Aqueles que não apreciam suficientemente o valor da vida humana, chegando a defender, por exemplo, a liberalização do aborto, talvez não se dêem conta de que assim estão a propor a prossecução duma paz ilusória. A fuga das responsabilidades, que deprecia a pessoa humana, e mais ainda o assassinato de um ser humano indefeso e inocente nunca poderão gerar felicidade nem a paz. Na verdade, como se pode pensar em realizar a paz, o desenvolvimento integral dos povos ou a própria salvaguarda do ambiente, sem estar tutelado o direito à vida dos mais frágeis, a começar pelos nascituros? Qualquer lesão à vida, de modo especial na sua origem, provoca inevitavelmente danos irreparáveis ao desenvolvimento, à paz, ao ambiente. Tão pouco é justo codificar ardilosamente falsos direitos ou opções que, baseados numa visão redutiva e relativista do ser humano e com o hábil recurso a expressões ambíguas tendentes a favorecer um suposto direito ao aborto e à eutanásia, ameaçam o direito fundamental à vida.
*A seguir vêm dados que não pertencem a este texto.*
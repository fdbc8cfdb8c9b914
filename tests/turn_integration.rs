//! 回合级集成测试：Mock 模型 + Mock 提供方 + 内存会话存储

use std::sync::Arc;
use std::time::Duration;

use itinera::config::AppConfig;
use itinera::core::{TurnError, TurnRequest, STOPPED_RESPONSE};
use itinera::itinerary::{ImageMode, SourceRecord};
use itinera::llm::{
    LlmBackends, LlmError, MockLlmClient, MockReply, ModelCandidate, ModelTaskRouter, StabilityTier,
    TaskName,
};
use itinera::memory::Message;
use itinera::providers::{
    MockGeocoder, MockImageSynthesizer, MockPhotoSearch, MockVideoSource, Providers,
};
use itinera::session::{MemorySessionStore, SessionStatus, SessionStore, StepLedger, StepStatus};
use itinera::{Orchestrator, TurnEvent};
use tokio::sync::mpsc::{unbounded_channel, UnboundedReceiver};
use tokio_util::sync::CancellationToken;

const SESSION: &str = "trip-1";
const OWNER: &str = "alice";
const VIDEO_URL: &str = "https://youtu.be/kyoto1";

fn kyoto_source() -> SourceRecord {
    SourceRecord {
        id: "kyoto1".into(),
        url: VIDEO_URL.into(),
        title: "One day in Kyoto".into(),
        author: Some("Wanderer".into()),
        description: Some("Fushimi Inari at dawn, Kinkaku-ji after lunch".into()),
        thumbnail_url: None,
        provider: "YouTube".into(),
    }
}

fn providers(video: MockVideoSource) -> Providers {
    Providers {
        video: Arc::new(video),
        geocoder: Arc::new(
            MockGeocoder::new()
                .with_place("Fushimi Inari Taisha, Kyoto", 34.967, 135.772)
                .with_place("Kinkaku-ji, Kyoto", 35.039, 135.729),
        ),
        photos: Arc::new(MockPhotoSearch::new()),
        images: Arc::new(MockImageSynthesizer::new()),
    }
}

fn orchestrator(llm: Arc<MockLlmClient>, store: Arc<MemorySessionStore>, video: MockVideoSource) -> Orchestrator {
    Orchestrator::builder(AppConfig::default())
        .with_router(ModelTaskRouter::defaults().with_provider("mock"))
        .with_backends(LlmBackends::new().with("mock", llm))
        .with_providers(providers(video))
        .with_store(store)
        .with_preview_dir("out")
        .build()
}

fn drain(rx: &mut UnboundedReceiver<TurnEvent>) -> Vec<TurnEvent> {
    let mut events = Vec::new();
    while let Ok(ev) = rx.try_recv() {
        events.push(ev);
    }
    events
}

fn script_full_trip(llm: &MockLlmClient) {
    llm.push_text(format!(r#"{{"tool": "fetch_video", "args": {{"url": "{VIDEO_URL}"}}}}"#))
        .push_text(r#"{"tool": "extract_itinerary", "args": {}}"#)
        .push_text(
            r#"{"title": "Kyoto in a day", "blocks": [
                {"type": "spot", "day": 1, "title": "Fushimi Inari", "place_query": "Fushimi Inari Taisha, Kyoto", "time_hint": "dawn"},
                {"type": "meal", "day": 1, "title": "Lunch in Nishiki Market"},
                {"type": "spot", "day": 1, "title": "Golden Pavilion", "place_query": "Kinkaku-ji, Kyoto"}
            ]}"#,
        )
        .push_text(r#"{"tool": "resolve_locations", "args": {}}"#)
        .push_text(r#"{"tool": "search_images", "args": {}}"#)
        .push_text(r#"{"tool": "summarize_trip", "args": {}}"#)
        .push_text("Shrine gates at dawn, market lunch, a golden temple in the afternoon.")
        .push_text(r#"{"tool": "render_document", "args": {}}"#)
        .push_text("Your Kyoto itinerary is ready.");
}

#[tokio::test]
async fn test_full_turn_persists_ledger_and_snapshot() {
    let llm = Arc::new(MockLlmClient::new());
    script_full_trip(&llm);
    let store = Arc::new(MemorySessionStore::new());
    let orch = orchestrator(
        llm.clone(),
        store.clone(),
        MockVideoSource::new().with_record(kyoto_source()),
    );
    let (tx, mut rx) = unbounded_channel();

    let request = TurnRequest::new(vec![Message::user(format!("Plan my trip from {VIDEO_URL}"))])
        .with_session(SESSION, OWNER);
    let outcome = orch
        .run_turn(request, &CancellationToken::new(), Some(&tx))
        .await
        .unwrap();

    assert_eq!(outcome.status, SessionStatus::Completed);
    assert_eq!(outcome.response, "Your Kyoto itinerary is ready.");
    assert!(!outcome.compacted);
    let doc = outcome.document.clone().unwrap();
    assert_eq!(doc.version, 1);
    assert_eq!(doc.preview_path, "out/trip-1/v1.md");
    assert_eq!(doc.image_mode, Some(ImageMode::Searched));
    assert!(doc.markdown.contains("Golden Pavilion"));
    assert_eq!(llm.call_count(), 9);

    let steps = store.list_steps(SESSION, OWNER).await.unwrap();
    let tools: Vec<&str> = steps.iter().map(|s| s.tool_name.as_str()).collect();
    assert_eq!(
        tools,
        [
            "fetch_video",
            "extract_itinerary",
            "resolve_locations",
            "search_images",
            "summarize_trip",
            "render_document"
        ]
    );
    assert!(steps.iter().all(|s| s.status == StepStatus::Success));

    assert_eq!(store.get_status(SESSION, OWNER).await.unwrap(), SessionStatus::Completed);
    let snapshot = store.get_snapshot(SESSION, OWNER).await.unwrap().unwrap();
    assert_eq!(snapshot.blocks.len(), 3);
    assert_eq!(snapshot.spot_blocks.len(), 2);
    assert!(snapshot.spot_blocks.iter().all(|s| s.is_resolved()));
    assert_eq!(snapshot.rendered_document.map(|d| d.version), Some(1));

    let messages = store.load_messages(SESSION, OWNER).await.unwrap();
    assert_eq!(messages.len(), outcome.messages.len());
    assert_eq!(messages.last().map(|m| m.content.as_str()), Some("Your Kyoto itinerary is ready."));

    let events = drain(&mut rx);
    let tool_calls = events
        .iter()
        .filter(|e| matches!(e, TurnEvent::ToolCall { .. }))
        .count();
    assert_eq!(tool_calls, 6);
    assert!(events.contains(&TurnEvent::MessageDone));
    assert!(!events.iter().any(|e| matches!(e, TurnEvent::Error { .. } | TurnEvent::Stopped)));
}

#[tokio::test]
async fn test_second_turn_hydrates_from_snapshot() {
    let llm = Arc::new(MockLlmClient::new());
    script_full_trip(&llm);
    let store = Arc::new(MemorySessionStore::new());
    let video = MockVideoSource::new().with_record(kyoto_source());
    let orch = orchestrator(llm.clone(), store.clone(), video);

    let first = orch
        .run_turn(
            TurnRequest::new(vec![Message::user(format!("Plan my trip from {VIDEO_URL}"))])
                .with_session(SESSION, OWNER),
            &CancellationToken::new(),
            None,
        )
        .await
        .unwrap();

    // 第二回合消息超过 12 条，先做一次压缩摘要
    llm.push_text("- User planned a day in Kyoto from a video.")
        .push_text("The document is already up to date.");
    let mut messages = first.messages.clone();
    messages.push(Message::user("Is everything done?"));
    let second = orch
        .run_turn(
            TurnRequest::new(messages).with_session(SESSION, OWNER),
            &CancellationToken::new(),
            None,
        )
        .await
        .unwrap();

    assert!(second.compacted);
    assert_eq!(second.response, "The document is already up to date.");
    assert_eq!(second.document.map(|d| d.version), Some(1));

    let calls = llm.calls();
    let planner_system = calls.last().unwrap().system_text();
    assert!(planner_system.contains("3 blocks, 2 spots (2 with coordinates)"));
    assert!(planner_system.contains("document: version 1"));
    assert!(planner_system.contains("User planned a day in Kyoto"));
    assert!(planner_system.contains("video: One day in Kyoto"));
}

#[tokio::test]
async fn test_cancellation_marks_step_and_session() {
    let llm = Arc::new(MockLlmClient::new());
    llm.push_text(format!(r#"{{"tool": "fetch_video", "args": {{"url": "{VIDEO_URL}"}}}}"#));
    let store = Arc::new(MemorySessionStore::new());
    let orch = orchestrator(
        llm.clone(),
        store.clone(),
        MockVideoSource::new()
            .with_record(kyoto_source())
            .with_delay(Duration::from_secs(30)),
    );
    let (tx, mut rx) = unbounded_channel();
    let cancel = CancellationToken::new();
    let trigger = cancel.clone();
    tokio::spawn(async move {
        tokio::time::sleep(Duration::from_millis(100)).await;
        trigger.cancel();
    });

    let outcome = orch
        .run_turn(
            TurnRequest::new(vec![Message::user("Plan it")]).with_session(SESSION, OWNER),
            &cancel,
            Some(&tx),
        )
        .await
        .unwrap();

    assert_eq!(outcome.status, SessionStatus::Cancelled);
    assert_eq!(outcome.response, STOPPED_RESPONSE);
    assert_eq!(store.get_status(SESSION, OWNER).await.unwrap(), SessionStatus::Cancelled);

    let steps = store.list_steps(SESSION, OWNER).await.unwrap();
    assert_eq!(steps.len(), 1);
    assert_eq!(steps[0].status, StepStatus::Cancelled);
    assert!(drain(&mut rx).contains(&TurnEvent::Stopped));
    assert_eq!(llm.call_count(), 1);
}

#[tokio::test]
async fn test_fallback_model_after_construction_failure() {
    let llm = Arc::new(MockLlmClient::new());
    llm.push_text("Happy to help with your trip.");
    let mut route = ModelTaskRouter::defaults()
        .with_provider("mock")
        .resolve(TaskName::Orchestrate)
        .clone();
    route.primary = ModelCandidate::new("absent", "gpt-4.1", StabilityTier::Stable);
    route.fallback = Some(ModelCandidate::new("mock", "deepseek-chat", StabilityTier::Stable));
    let router = ModelTaskRouter::defaults().with_provider("mock").with_route(route);

    let orch = Orchestrator::builder(AppConfig::default())
        .with_router(router)
        .with_backends(LlmBackends::new().with("mock", llm.clone()))
        .with_providers(providers(MockVideoSource::new()))
        .build();
    let (tx, mut rx) = unbounded_channel();

    let outcome = orch
        .run_turn(
            TurnRequest::new(vec![Message::user("hi")]),
            &CancellationToken::new(),
            Some(&tx),
        )
        .await
        .unwrap();

    assert_eq!(outcome.response, "Happy to help with your trip.");
    assert_eq!(outcome.model_used.label, "mock/deepseek-chat");
    assert_eq!(llm.calls()[0].model_id, "deepseek-chat");
    assert!(drain(&mut rx).contains(&TurnEvent::FallbackModel {
        model: "mock/deepseek-chat".into()
    }));
}

#[tokio::test]
async fn test_model_failure_marks_session_errored() {
    let llm = Arc::new(
        MockLlmClient::new().with_default(MockReply::Fail(LlmError::Transport(
            "upstream 503 at /v1/chat".into(),
        ))),
    );
    let store = Arc::new(MemorySessionStore::new());
    let orch = orchestrator(llm.clone(), store.clone(), MockVideoSource::new());
    let (tx, mut rx) = unbounded_channel();

    let err = orch
        .run_turn(
            TurnRequest::new(vec![Message::user("Plan it")]).with_session(SESSION, OWNER),
            &CancellationToken::new(),
            Some(&tx),
        )
        .await
        .unwrap_err();

    assert!(matches!(err, TurnError::Task(_)));
    // 主模型与回退各 2 次（max_retries = 1）
    assert_eq!(llm.call_count(), 4);
    assert_eq!(store.get_status(SESSION, OWNER).await.unwrap(), SessionStatus::Error);
    assert!(store.error_message(SESSION).await.is_some());

    let events = drain(&mut rx);
    let text = events
        .iter()
        .find_map(|e| match e {
            TurnEvent::Error { text } => Some(text.clone()),
            _ => None,
        })
        .unwrap();
    assert!(!text.contains("503"));
}

#[tokio::test]
async fn test_session_owned_by_someone_else_is_rejected() {
    let llm = Arc::new(MockLlmClient::new());
    let store = Arc::new(MemorySessionStore::new());
    store.mark_completed(SESSION, "bob").await.unwrap();
    let orch = orchestrator(llm.clone(), store.clone(), MockVideoSource::new());

    let err = orch
        .run_turn(
            TurnRequest::new(vec![Message::user("Plan it")]).with_session(SESSION, OWNER),
            &CancellationToken::new(),
            None,
        )
        .await
        .unwrap_err();

    assert!(matches!(err, TurnError::Store(_)));
    assert_eq!(llm.call_count(), 0);
}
Também a estrutura natural do matrimónio, como união entre um homem e uma mulher, deve ser reconhecida e promovida contra as tentativas de a tornar, juridicamente, equivalente a formas radicalmente diversas de união que, na realidade, a prejudicam e contribuem para a sua desestabilização, obscurecendo o seu carácter peculiar e a sua insubstituível função social.
Estes princípios não são verdades de fé, nem uma mera derivação do direito à liberdade religiosa; mas estão inscritos na própria natureza humana – sendo reconhecíveis pela razão – e consequentemente comuns a toda a humanidade. Por conseguinte, a acção da Igreja para os promover não tem carácter confessional, mas dirige-se a todas as pessoas, independentemente da sua filiação religiosa. Tal acção é ainda mais necessária quando estes princípios são negados ou mal entendidos, porque isso constitui uma ofensa contra a verdade da pessoa humana, uma ferida grave infligida à justiça e à paz.
Por isso, uma importante colaboração para a paz é dada também pelos ordenamentos jurídicos e a administração da justiça quando reconhecem o direito ao uso do princípio da objecção de consciência face a leis e medidas governamentais que atentem contra a dignidade humana, como o aborto e a eutanásia.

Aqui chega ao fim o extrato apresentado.